Shock and awe in Britain as it is announced that Boris Johnson’s extra-curricular earnings, since he left office in September, are approaching £5m.
That’s a lot of money. It breaks down like this. The former prime minister has been given a £510,000 advance for his memoir from HarperCollins, about a hundred times the advance commanded by the average non-fiction writer. He has earned £1,943 in royalties for sales of his earlier books. Johnson’s company has also been given £1m (not counted towards the £5m) by the Thailand-based businessman Christopher Harborne.
For someone with a large and complicated family, whose pre-premiership earnings included £250,000 a year for an hour’s work a week at the Daily Telegraph, stumbling into such easy money must feel gratifying. But we’re not done. The biggest part of this bonanza comes from speaking fees, for which Johnson was paid £1.8m before this week’s declaration, and for which he has received a £2.5m advance from his agents, Harry Walker, based in New York.
Former prime ministers seem to make an ungodly amount from their speeches. Even Theresa May, hardly a natural raconteur, has declared £2.5m in speaking fees since 2019. She has spoken to banks like JP Morgan and Deutsche Bank, and was paid £107,600 for a speech to a conference in Riyadh, the capital of Saudi Arabia. May was paid £408,200 by the Cambridge Speaker Series, based in California, for six speeches she gave last year.

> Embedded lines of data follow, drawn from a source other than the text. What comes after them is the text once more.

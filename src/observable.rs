//! The unbounded multi-value contract.
//!
//! Observables show up where a single-shot contract fans out into a stream
//! (`concat`, `repeat`, `to_observable`, `flat_map_observable`) and as the
//! control sequence of `retry_when`/`repeat_when`. The operator set is small:
//! per-item transforms, `take`, `ignore_elements` and the ordering engine.
//!
//! ```rust
//! use std::sync::{Arc, Mutex};
//!
//! use rxsingle::prelude::*;
//!
//! let sorted = Arc::new(Mutex::new(Vec::new()));
//! let c_sorted = sorted.clone();
//! observable::from_iter::<_, ()>(vec![(1, "a"), (0, "b"), (1, "c")])
//!   .order_by(|pair| pair.0)
//!   .subscribe(move |pair| c_sorted.lock().unwrap().push(pair.1), || {}, |_| {});
//! assert_eq!(*sorted.lock().unwrap(), vec!["b", "a", "c"]);
//! ```

mod create;
mod from_iter;

pub use create::{Create, ObservableEmitter};
pub use from_iter::FromIter;

use crate::{
  factory::{Empty, Fail, Just, Never},
  observer::{FnStreamObserver, Observer, Tracked},
  ops::{
    box_it::BoxedObservable,
    ignore_elements::IgnoreElements,
    order_by::{self, OrderBy},
    stream::{StreamFilter, StreamMap, StreamTryMap},
    take::Take,
    to_observable::ToObservable,
  },
  subscription::BoxedSubscription,
};

/// A source of any number of items followed by at most one terminal signal.
pub trait ObservableSource: Send + Sync + 'static {
  type Item: Send + 'static;
  type Err: Send + 'static;

  /// Subscribes `observer`. Implementations call `on_subscribe` first, then
  /// `on_next` any number of times and at most one terminal method.
  fn actual_subscribe<O>(&self, observer: O)
  where
    O: Observer<Self::Item, Self::Err>;
}

/// Operators available on every [`ObservableSource`].
pub trait ObservableExt: ObservableSource + Sized {
  // ==================== Per-item ====================

  fn map<F, R>(self, f: F) -> StreamMap<Self, F>
  where
    F: Fn(Self::Item) -> R + Send + Sync + 'static,
    R: Send + 'static,
  {
    StreamMap::new(self, f)
  }

  /// A failing `f` disposes the upstream and ends the stream with its error.
  fn try_map<F, R>(self, f: F) -> StreamTryMap<Self, F>
  where
    F: Fn(Self::Item) -> Result<R, Self::Err> + Send + Sync + 'static,
    R: Send + 'static,
  {
    StreamTryMap::new(self, f)
  }

  fn filter<F>(self, predicate: F) -> StreamFilter<Self, F>
  where
    F: Fn(&Self::Item) -> bool + Send + Sync + 'static,
  {
    StreamFilter::new(self, predicate)
  }

  /// Completes right after the `count`th item.
  fn take(self, count: usize) -> Take<Self> { Take::new(self, count) }

  /// Drops every item and keeps the terminal signal, as a Completable.
  fn ignore_elements(self) -> IgnoreElements<Self> { IgnoreElements::new(self) }

  // ==================== Ordering ====================

  /// Buffers every item and replays them sorted by `key` once the upstream
  /// completes. Equal keys keep their arrival order.
  fn order_by<K, F>(self, key: F) -> OrderBy<Self>
  where
    K: Ord,
    F: Fn(&Self::Item) -> K + Send + Sync + 'static,
  {
    OrderBy::new(self, order_by::by_key(key))
  }

  fn order_by_descending<K, F>(self, key: F) -> OrderBy<Self>
  where
    K: Ord,
    F: Fn(&Self::Item) -> K + Send + Sync + 'static,
  {
    OrderBy::new(self, order_by::by_key_descending(key))
  }

  /// Like [`order_by`](ObservableExt::order_by) with a fallible key; its
  /// error terminates the output.
  fn try_order_by<K, F>(self, key: F) -> OrderBy<Self>
  where
    K: Ord,
    F: Fn(&Self::Item) -> Result<K, Self::Err> + Send + Sync + 'static,
  {
    OrderBy::new(self, order_by::by_fallible_key(key))
  }

  fn order_by_with<F>(self, compare: F) -> OrderBy<Self>
  where
    F: Fn(&Self::Item, &Self::Item) -> Result<std::cmp::Ordering, Self::Err>
      + Send
      + Sync
      + 'static,
  {
    OrderBy::new(self, order_by::by_comparator(compare))
  }

  // ==================== Conversion ====================

  fn box_it(self) -> BoxedObservable<Self::Item, Self::Err> { BoxedObservable::new(self) }

  // ==================== Subscribing ====================

  fn subscribe_with<O>(self, observer: O) -> BoxedSubscription
  where
    O: Observer<Self::Item, Self::Err>,
  {
    let (tracked, handle) = Tracked::new(observer);
    self.actual_subscribe(tracked);
    handle
  }

  fn subscribe<N, C, E>(self, on_next: N, on_complete: C, on_error: E) -> BoxedSubscription
  where
    N: FnMut(Self::Item) + Send + 'static,
    C: FnOnce() + Send + 'static,
    E: FnOnce(Self::Err) + Send + 'static,
  {
    self.subscribe_with(FnStreamObserver { on_next, on_complete, on_error })
  }
}

impl<S: ObservableSource> ObservableExt for S {}

// ============================================================================
// Factories
// ============================================================================

pub fn from_iter<I, Err>(iter: I) -> FromIter<I, Err>
where
  I: IntoIterator + Clone + Send + Sync + 'static,
  I::Item: Send + 'static,
  Err: Send + 'static,
{
  FromIter::new(iter)
}

/// Bridges a callback API; see [`ObservableEmitter`].
pub fn create<Item, Err, F>(f: F) -> Create<F, Item, Err>
where
  Item: Send + 'static,
  Err: Send + 'static,
  F: Fn(ObservableEmitter<Item, Err>) + Send + Sync + 'static,
{
  Create::new(f)
}

/// One item, then completion.
pub fn just<Item, Err>(value: Item) -> ToObservable<Just<Item, Err>>
where
  Item: Clone + Send + Sync + 'static,
  Err: Send + 'static,
{
  ToObservable::new(Just::new(value))
}

pub fn empty<Item, Err>() -> ToObservable<Empty<Item, Err>>
where
  Item: Send + 'static,
  Err: Send + 'static,
{
  ToObservable::new(Empty::new())
}

pub fn error<Item, Err>(err: Err) -> ToObservable<Fail<Item, Err>>
where
  Item: Send + 'static,
  Err: Clone + Send + Sync + 'static,
{
  ToObservable::new(Fail::new(err))
}

pub fn never<Item, Err>() -> ToObservable<Never<Item, Err>>
where
  Item: Send + 'static,
  Err: Send + 'static,
{
  ToObservable::new(Never::new())
}

#[cfg(test)]
mod tests {
  use std::sync::{Arc, Mutex};

  use crate::{
    prelude::*,
    test_util::{Event, TestObserver},
  };

  #[rxsingle_macro::test]
  fn callbacks_see_items_then_completion() {
    let log = Arc::new(Mutex::new(Vec::new()));
    let (c_next, c_done) = (log.clone(), log.clone());
    observable::from_iter::<_, ()>(1..=2).subscribe(
      move |v| c_next.lock().unwrap().push(v),
      move || c_done.lock().unwrap().push(0),
      |_| {},
    );
    assert_eq!(*log.lock().unwrap(), vec![1, 2, 0]);
  }

  #[rxsingle_macro::test]
  fn trivial_factories() {
    let spy = TestObserver::<i32, &str>::new();
    observable::just(1).subscribe_with(spy.clone());
    observable::empty().subscribe_with(spy.clone());
    observable::error("e").subscribe_with(spy.clone());
    observable::never().subscribe_with(spy.clone());
    assert_eq!(
      spy.events(),
      vec![Event::Next(1), Event::Complete, Event::Complete, Event::Error("e")]
    );
    assert_eq!(spy.subscribe_count(), 4);
  }
}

Many Brits grumble at this bounty. Temperamentally, we dislike it when other people get rich – especially when they’ve just been ejected from office. Once down, they should stay down, we think. But there’s also another aspect to all of this.

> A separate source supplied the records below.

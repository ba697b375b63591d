use proc_macro::TokenStream;
use quote::quote;
use syn::{parse_macro_input, spanned::Spanned, Ident, ItemFn, LitStr};

/// Marks a test that runs the same way for sync and async bodies.
///
/// - `#[rxsingle_macro::test]` on a plain fn expands to `#[test]`.
/// - On an `async fn` it expands to `#[tokio::test]` (current-thread).
/// - `#[rxsingle_macro::test(threaded)]` on an `async fn` runs on the
///   multi-thread tokio runtime, which the cross-thread race tests need.
#[proc_macro_attribute]
pub fn test(attr: TokenStream, item: TokenStream) -> TokenStream {
  let input = parse_macro_input!(item as ItemFn);
  let is_async = input.sig.asyncness.is_some();
  let raw_args = proc_macro2::TokenStream::from(attr);

  if raw_args.is_empty() {
    let expanded = if is_async {
      quote! {
        #[tokio::test]
        #input
      }
    } else {
      quote! {
        #[test]
        #input
      }
    };
    return TokenStream::from(expanded);
  }

  if !is_async {
    return syn::Error::new(
      raw_args.span(),
      "rxsingle_macro::test flavor args are only supported for async tests",
    )
    .to_compile_error()
    .into();
  }

  let flavor = if let Ok(ident) = syn::parse2::<Ident>(raw_args.clone()) {
    ident.to_string()
  } else if let Ok(lit) = syn::parse2::<LitStr>(raw_args.clone()) {
    lit.value()
  } else {
    String::new()
  };

  let tokio_args = match flavor.as_str() {
    "current" => quote!(flavor = "current_thread"),
    "threaded" => quote!(flavor = "multi_thread", worker_threads = 4),
    _ => {
      return syn::Error::new(
        raw_args.span(),
        "rxsingle_macro::test only accepts: #[rxsingle_macro::test], \
         #[rxsingle_macro::test(current)] or #[rxsingle_macro::test(threaded)]",
      )
      .to_compile_error()
      .into();
    }
  };

  TokenStream::from(quote! {
    #[tokio::test(#tokio_args)]
    #input
  })
}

No one can want to hear Theresa May talk that much, people say in the pubs across the country. The ludicrous sums changing hands must be for something else. Perhaps, they speculate, she is being rewarded for something she did while in office. Many Americans wondered the same thing about Hillary Clinton, whose $675,000 payment for three speeches at Goldman Sachs caused her grief in 2016, and has done ever since. Was this brazen corruption being exposed?
In actual fact, it’s not. Just proof that some people are very rich, and that they like to throw money away. Executives love to surround themselves with the trappings of power. Politicians are good set dressing and are always ready to collect a cheque.
Kim Campbell, who was prime minister of Canada for a few humiliating months in 1993, is still doing the conference circuit, hoovering up money from anyone willing to pay for the presence of a former G7 leader. She was hardly in office long enough to perform any favours.
People are apt to forget just how much money there is in the world and how much of it resides in America – where people without class pay people without money to supply them a little gravitas from an ever-dwindling personal stock.